I have been so touched and saddened by the RAD blogs I have read lately. The struggles and absolute heartache are quite evident. These are people full of faith in God and their children. And yet it hurts. And is harder than anything they’ve ever done before. I know this road. I’ve been there. I want to be an encourager tonight. To give you strength and courage for just one more day.
Some of our history is scattered throughout my postings but our basic history is we have two biological kids, now 20 and 16, and three adopted siblings, now 19, 11, and 10. Our oldest adopted daughter B came to us when she was 10 1/2. She had spent 7 1/2 years with her birth parents, years full of abuse and neglect. After 4 years with us and finally discovering a RAD therapist, she divulged that she had been se*ually abused. We spent four years lost and hopeless before that trying to get her help and find out what was wrong. As we discovered her abuse she started unveiling all the ways she had tried to hurt us. We knew nothing of RAD or any adoption issues when we got the kids. We were so ignorant and trusting and that cost us dearly. We would have protected all of our family and gotten B the help she needed immediately.
There was overwhelming heartbreak for all of us. I was the object of her anger and she acted out in passive aggressive ways until we started RAD therapy. And the truth came out. And I became afraid when our therapist said we needed help beyond her abilities. Many people would say we bailed on B. This godly therapist helped us cope because we had four more children at home to protect and to nurture.
We found a group home for se*ually abused kids and B “worked the program” but never came home to us. Eventually her new therapist convinced her that our morals and values were far too high and she could never live up to them so she shouldn’t even try. That put a wedge in our relationship that could not be repaired. A couple of years later she accused us of abusing her. Social services investigated us for five months and obviously came to the conclusion that her allegations were unfounded. I don’t know what the real truth was in her life before us. I only know we couldn’t fill the hole in her heart.
We have spent the last 5 years since B left putting the pieces of our family back together. Her younger 2 siblings have RAD and they have acted out all their grief, anger and fear of being abandoned and thrown away. It has been years of therapy, alarms on doors, intense supervision and absolute trust in God to sustain us.
But all of this is to say that there is still hope. M and S are not B and there is hope for them. Their parents’ drug addiction and abandonment have done a job on their brains, and we struggle every day with school and attachment issues. But things have gotten better. They have a chance at a good life if they will continue to work and allow love to do miracles.
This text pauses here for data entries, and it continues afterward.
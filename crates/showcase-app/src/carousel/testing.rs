// crates/showcase-app/src/carousel/testing.rs
// In-memory view and virtual-clock scheduler for controller tests

use std::collections::{BTreeMap, HashSet};

use showcase_types::Review;

use super::controller::Carousel;
use super::host::{CarouselView, EMPTY_MESSAGE, Scheduler, TimerSlot};
use crate::config::CarouselConfig;
use crate::error::{Result, WidgetError};

/// Virtual duration of one display frame
pub const FRAME_MS: u64 = 16;

pub type TestCarousel = Carousel<RecordingView, ManualScheduler>;

/// Reviews `r0..r{count}`; even positions carry a context line
pub fn reviews(count: usize) -> Vec<Review> {
    (0..count)
        .map(|i| Review {
            id: format!("r{}", i),
            quote: format!("Quote {}", i),
            author: format!("Author {}", i),
            context: (i % 2 == 0).then(|| format!("Context {}", i)),
            featured: true,
        })
        .collect()
}

/// Initialized carousel over `count` reviews with default config
pub fn carousel(count: usize) -> TestCarousel {
    let mut c = Carousel::new(
        reviews(count),
        CarouselConfig::default(),
        RecordingView::default(),
        ManualScheduler::default(),
    );
    c.init();
    c
}

/// Run every timer due within the next `millis`, in deadline order
pub fn advance(carousel: &mut TestCarousel, millis: u64) {
    let target = carousel.scheduler().now + millis;
    while let Some((slot, due)) = carousel.scheduler().next_due() {
        if due > target {
            break;
        }
        carousel.scheduler_mut().now = due;
        carousel.on_timer(slot);
    }
    carousel.scheduler_mut().now = target;
}

// ============================================================================
// RecordingView
// ============================================================================

#[derive(Debug, Default)]
pub struct RecordingView {
    pub quote: Option<String>,
    pub author: Option<String>,
    pub context: Option<String>,
    pub shown_ids: Vec<String>,
    pub dots: Vec<bool>,
    pub nav_visible: Option<bool>,
    pub empty_shown: bool,
    pub error: Option<String>,
    /// Reviews whose render should fail
    pub failing_ids: HashSet<String>,
    pub fail_indicators: bool,
}

impl RecordingView {
    pub fn active_dots(&self) -> Vec<usize> {
        self.dots
            .iter()
            .enumerate()
            .filter(|(_, active)| **active)
            .map(|(i, _)| i)
            .collect()
    }
}

impl CarouselView for RecordingView {
    fn show_review(&mut self, review: &Review, _index: usize, _total: usize) -> Result<()> {
        if self.failing_ids.contains(&review.id) {
            return Err(WidgetError::Render(format!("cannot show {}", review.id)));
        }
        self.quote = Some(review.quote.clone());
        self.author = Some(review.author.clone());
        self.context = review.context.clone();
        self.shown_ids.push(review.id.clone());
        self.empty_shown = false;
        self.error = None;
        Ok(())
    }

    fn show_empty(&mut self) {
        self.empty_shown = true;
        self.quote = Some(EMPTY_MESSAGE.to_string());
        self.author = None;
        self.context = None;
    }

    fn show_error(&mut self, message: &str) {
        self.error = Some(message.to_string());
    }

    fn set_navigation_visible(&mut self, visible: bool) {
        self.nav_visible = Some(visible);
    }

    fn build_indicators(&mut self, count: usize) -> Result<()> {
        if self.fail_indicators {
            return Err(WidgetError::MissingElement(".carousel-dots".to_string()));
        }
        self.dots = vec![false; count];
        Ok(())
    }

    fn set_active_indicator(&mut self, index: usize) {
        for (i, dot) in self.dots.iter_mut().enumerate() {
            *dot = i == index;
        }
    }
}

// ============================================================================
// ManualScheduler
// ============================================================================

#[derive(Debug, Clone, Copy)]
struct Pending {
    due: u64,
    period: Option<u64>,
}

/// Scheduler driven by `advance` instead of a real clock
#[derive(Debug, Default)]
pub struct ManualScheduler {
    now: u64,
    pending: BTreeMap<TimerSlot, Pending>,
}

impl ManualScheduler {
    /// Milliseconds until `slot` fires
    pub fn due_in(&self, slot: TimerSlot) -> Option<u64> {
        self.pending.get(&slot).map(|p| p.due - self.now)
    }

    fn next_due(&self) -> Option<(TimerSlot, u64)> {
        self.pending
            .iter()
            .map(|(slot, p)| (*slot, p.due))
            .min_by_key(|(slot, due)| (*due, *slot))
    }
}

impl Scheduler for ManualScheduler {
    fn set_interval(&mut self, slot: TimerSlot, millis: u32) {
        let period = u64::from(millis);
        self.pending.insert(
            slot,
            Pending {
                due: self.now + period,
                period: Some(period),
            },
        );
    }

    fn set_timeout(&mut self, slot: TimerSlot, millis: u32) {
        self.pending.insert(
            slot,
            Pending {
                due: self.now + u64::from(millis),
                period: None,
            },
        );
    }

    fn request_frame(&mut self, slot: TimerSlot) {
        self.pending.insert(
            slot,
            Pending {
                due: self.now + FRAME_MS,
                period: None,
            },
        );
    }

    fn cancel(&mut self, slot: TimerSlot) {
        self.pending.remove(&slot);
    }

    fn fired(&mut self, slot: TimerSlot) {
        let period = match self.pending.get(&slot) {
            Some(p) => p.period,
            None => return,
        };
        match period {
            Some(period) => {
                if let Some(p) = self.pending.get_mut(&slot) {
                    p.due += period;
                }
            }
            None => {
                self.pending.remove(&slot);
            }
        }
    }

    fn is_armed(&self, slot: TimerSlot) -> bool {
        self.pending.contains_key(&slot)
    }
}

#[cfg(test)]
mod tests {
    use super::*;

    #[test]
    fn test_manual_scheduler_interval_rearms() {
        let mut s = ManualScheduler::default();
        s.set_interval(TimerSlot::AutoRotate, 100);
        assert_eq!(s.due_in(TimerSlot::AutoRotate), Some(100));
        s.now = 100;
        s.fired(TimerSlot::AutoRotate);
        assert_eq!(s.due_in(TimerSlot::AutoRotate), Some(100));
    }

    #[test]
    fn test_manual_scheduler_timeout_is_one_shot() {
        let mut s = ManualScheduler::default();
        s.set_timeout(TimerSlot::Inactivity, 50);
        s.fired(TimerSlot::Inactivity);
        assert!(!s.is_armed(TimerSlot::Inactivity));
        assert_eq!(s.armed_count(), 0);
    }

    #[test]
    fn test_manual_scheduler_slot_holds_one_timer() {
        let mut s = ManualScheduler::default();
        s.set_timeout(TimerSlot::Inactivity, 50);
        s.set_timeout(TimerSlot::Inactivity, 80);
        assert_eq!(s.armed_count(), 1);
        assert_eq!(s.due_in(TimerSlot::Inactivity), Some(80));
    }
}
Last night S apologized in tears to me again because she had so much anger towards me. Pitching fits, screaming, biting, all directed at me. But she worked through it. And now she knows that I will never leave her, no matter what. She still battles her thoughts and feelings, but there is hope. We have moments when our family time is good, not sabotaged by my RAD children. Times when they allow themselves to be happy and not scared. Genuine feelings of love without manipulation. Yes, there is hope.
I don’t have great advice on raising your special needs child. I will say to take care of yourself. You can’t fill up your family from an empty vessel. You have been given an amazing task, of raising damaged children to learn to love and trust again. God knows the depth of our abilities and strengths so much more than we do. When you’ve reached the end, that’s where God’s grace and power is most evident.
S asked me if I regretted adopting them. Not for a minute. Do I wish I had known nine years ago what I know now? Absolutely. Has my heart been broken for these children? Every day. Did I think things would ever get better? Not when I was in the middle of the worst moments of my life. But there is hope. And healing.